▶ Source material:
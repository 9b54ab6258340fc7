//! In-memory collaborators for dev and tests.

use std::collections::{BTreeMap, HashMap, VecDeque};
use std::sync::{Arc, Mutex};
use std::time::Duration;

use serde::Serialize;

use batchflow_core::{ExternalJobId, OutputRef, Parameter, RecordBatchRef, RecordId};
use batchflow_workflow::CollaboratorError;

use super::{CommitAck, InferenceService, RecordBatch, RecordQuery, ResultWriter};

/// One sensor measurement row.
#[derive(Debug, Clone, PartialEq, Serialize)]
pub struct Record {
    pub record_id: RecordId,
    pub parameter: Parameter,
    pub value: f64,
    pub predicted_label: bool,
}

#[derive(Debug, Default)]
struct TableState {
    records: BTreeMap<RecordId, Record>,
    batches: HashMap<RecordBatchRef, Vec<RecordId>>,
    outputs: HashMap<OutputRef, Vec<RecordId>>,
    committed: HashMap<OutputRef, CommitAck>,
    label_writes: HashMap<RecordId, u32>,
    query_failures: VecDeque<CollaboratorError>,
    commit_failures: VecDeque<CollaboratorError>,
    commit_calls: u32,
    next_batch: u64,
}

/// Sensor record table acting as both the record query and the result writer.
///
/// `predict` stands in for the external inference job: it turns a staged
/// batch into an output reference covering the same records.
#[derive(Debug, Default)]
pub struct InMemoryRecordTable {
    state: Mutex<TableState>,
    commit_latency: Mutex<Option<Duration>>,
}

impl InMemoryRecordTable {
    pub fn new() -> Self {
        Self::default()
    }

    pub fn arc() -> Arc<Self> {
        Arc::new(Self::new())
    }

    fn lock(&self) -> Result<std::sync::MutexGuard<'_, TableState>, CollaboratorError> {
        self.state
            .lock()
            .map_err(|_| CollaboratorError::transient("record table lock poisoned"))
    }

    /// Seed `count` unlabelled records for `parameter`.
    pub fn seed(&self, parameter: &Parameter, count: usize) -> Vec<RecordId> {
        let Ok(mut state) = self.state.lock() else {
            return Vec::new();
        };
        let offset = state.records.len();
        (0..count)
            .filter_map(|i| {
                let record_id = RecordId::new(format!("{parameter}-{:06}", offset + i)).ok()?;
                state.records.insert(
                    record_id.clone(),
                    Record {
                        record_id: record_id.clone(),
                        parameter: parameter.clone(),
                        value: (offset + i) as f64 * 0.5,
                        predicted_label: false,
                    },
                );
                Some(record_id)
            })
            .collect()
    }

    /// Produce the output of an inference job over a staged batch.
    pub fn predict(&self, batch_ref: &RecordBatchRef) -> Result<OutputRef, CollaboratorError> {
        let mut state = self.lock()?;
        let ids = state
            .batches
            .get(batch_ref)
            .cloned()
            .ok_or_else(|| CollaboratorError::validation(format!("unknown batch {batch_ref}")))?;
        let location = batch_ref.location().replacen("retrieved/", "predicted/", 1);
        let output_ref = OutputRef::new(format!("{location}.out"))
            .map_err(|e| CollaboratorError::validation(e.to_string()))?;
        state.outputs.insert(output_ref.clone(), ids);
        Ok(output_ref)
    }

    /// Queue failures returned by the next `query_unprocessed` calls.
    pub fn fail_next_queries(&self, errors: impl IntoIterator<Item = CollaboratorError>) {
        if let Ok(mut state) = self.state.lock() {
            state.query_failures.extend(errors);
        }
    }

    /// Queue failures returned by the next `commit` calls.
    pub fn fail_next_commits(&self, errors: impl IntoIterator<Item = CollaboratorError>) {
        if let Ok(mut state) = self.state.lock() {
            state.commit_failures.extend(errors);
        }
    }

    pub fn set_commit_latency(&self, latency: Duration) {
        if let Ok(mut slot) = self.commit_latency.lock() {
            *slot = Some(latency);
        }
    }

    pub fn records(&self, parameter: &Parameter) -> Vec<Record> {
        self.state
            .lock()
            .map(|s| {
                s.records
                    .values()
                    .filter(|r| &r.parameter == parameter)
                    .cloned()
                    .collect()
            })
            .unwrap_or_default()
    }

    /// How many times each record's label was flipped to true.
    pub fn label_writes(&self, record_id: &RecordId) -> u32 {
        self.state
            .lock()
            .map(|s| s.label_writes.get(record_id).copied().unwrap_or(0))
            .unwrap_or(0)
    }

    pub fn commit_calls(&self) -> u32 {
        self.state.lock().map(|s| s.commit_calls).unwrap_or(0)
    }
}

#[async_trait::async_trait]
impl RecordQuery for InMemoryRecordTable {
    async fn query_unprocessed(
        &self,
        parameter: &Parameter,
    ) -> Result<RecordBatch, CollaboratorError> {
        let mut state = self.lock()?;
        if let Some(err) = state.query_failures.pop_front() {
            return Err(err);
        }

        let ids: Vec<RecordId> = state
            .records
            .values()
            .filter(|r| &r.parameter == parameter && !r.predicted_label)
            .map(|r| r.record_id.clone())
            .collect();
        if ids.is_empty() {
            return Ok(RecordBatch::empty());
        }

        state.next_batch += 1;
        let batch_ref =
            RecordBatchRef::new(format!("retrieved/{parameter}/batch-{:04}.csv", state.next_batch))
                .map_err(|e| CollaboratorError::validation(e.to_string()))?;
        state.batches.insert(batch_ref.clone(), ids.clone());

        Ok(RecordBatch {
            record_ids: ids,
            batch_ref: Some(batch_ref),
        })
    }
}

#[async_trait::async_trait]
impl ResultWriter for InMemoryRecordTable {
    async fn commit(&self, output_ref: &OutputRef) -> Result<CommitAck, CollaboratorError> {
        let latency = self.commit_latency.lock().ok().and_then(|l| *l);
        if let Some(latency) = latency {
            tokio::time::sleep(latency).await;
        }

        let mut state = self.lock()?;
        state.commit_calls += 1;
        if let Some(err) = state.commit_failures.pop_front() {
            return Err(err);
        }
        if let Some(ack) = state.committed.get(output_ref) {
            return Ok(*ack);
        }

        let ids = state
            .outputs
            .get(output_ref)
            .cloned()
            .ok_or_else(|| CollaboratorError::validation(format!("unknown output {output_ref}")))?;

        let mut written = 0u64;
        for id in &ids {
            let newly_labelled = match state.records.get_mut(id) {
                Some(record) if !record.predicted_label => {
                    record.predicted_label = true;
                    true
                }
                _ => false,
            };
            if newly_labelled {
                *state.label_writes.entry(id.clone()).or_default() += 1;
                written += 1;
            }
        }

        let ack = CommitAck {
            records_written: written,
        };
        state.committed.insert(output_ref.clone(), ack);
        Ok(ack)
    }
}

/// A batch handed to the inference service.
#[derive(Debug, Clone, PartialEq, Eq)]
pub struct Submission {
    pub parameter: Parameter,
    pub batch_ref: RecordBatchRef,
    pub job_id: ExternalJobId,
}

#[derive(Debug, Default)]
struct InferenceState {
    submissions: Vec<Submission>,
    failures: VecDeque<CollaboratorError>,
    attempts: u32,
}

/// Inference service stand-in with scripted failures.
#[derive(Debug, Default)]
pub struct InMemoryInferenceService {
    state: Mutex<InferenceState>,
    latency: Mutex<Option<Duration>>,
}

impl InMemoryInferenceService {
    pub fn new() -> Self {
        Self::default()
    }

    pub fn arc() -> Arc<Self> {
        Arc::new(Self::new())
    }

    pub fn fail_next(&self, errors: impl IntoIterator<Item = CollaboratorError>) {
        if let Ok(mut state) = self.state.lock() {
            state.failures.extend(errors);
        }
    }

    pub fn set_latency(&self, latency: Duration) {
        if let Ok(mut slot) = self.latency.lock() {
            *slot = Some(latency);
        }
    }

    /// Accepted submissions, in order.
    pub fn submissions(&self) -> Vec<Submission> {
        self.state
            .lock()
            .map(|s| s.submissions.clone())
            .unwrap_or_default()
    }

    /// Every call, including rejected ones.
    pub fn attempts(&self) -> u32 {
        self.state.lock().map(|s| s.attempts).unwrap_or(0)
    }
}

#[async_trait::async_trait]
impl InferenceService for InMemoryInferenceService {
    async fn submit(
        &self,
        parameter: &Parameter,
        batch_ref: &RecordBatchRef,
    ) -> Result<ExternalJobId, CollaboratorError> {
        let latency = self.latency.lock().ok().and_then(|l| *l);
        if let Some(latency) = latency {
            tokio::time::sleep(latency).await;
        }

        let mut state = self
            .state
            .lock()
            .map_err(|_| CollaboratorError::transient("inference state lock poisoned"))?;
        state.attempts += 1;
        if let Some(err) = state.failures.pop_front() {
            return Err(err);
        }

        let job_id = ExternalJobId::new(format!("batch-{:04}", state.submissions.len() + 1))
            .map_err(|e| CollaboratorError::validation(e.to_string()))?;
        state.submissions.push(Submission {
            parameter: parameter.clone(),
            batch_ref: batch_ref.clone(),
            job_id: job_id.clone(),
        });
        Ok(job_id)
    }
}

▶ What to do: Using the listing above, show every line that includes the string "written".

▶ Result of this task:
        let mut written = 0u64;
                written += 1;
            records_written: written,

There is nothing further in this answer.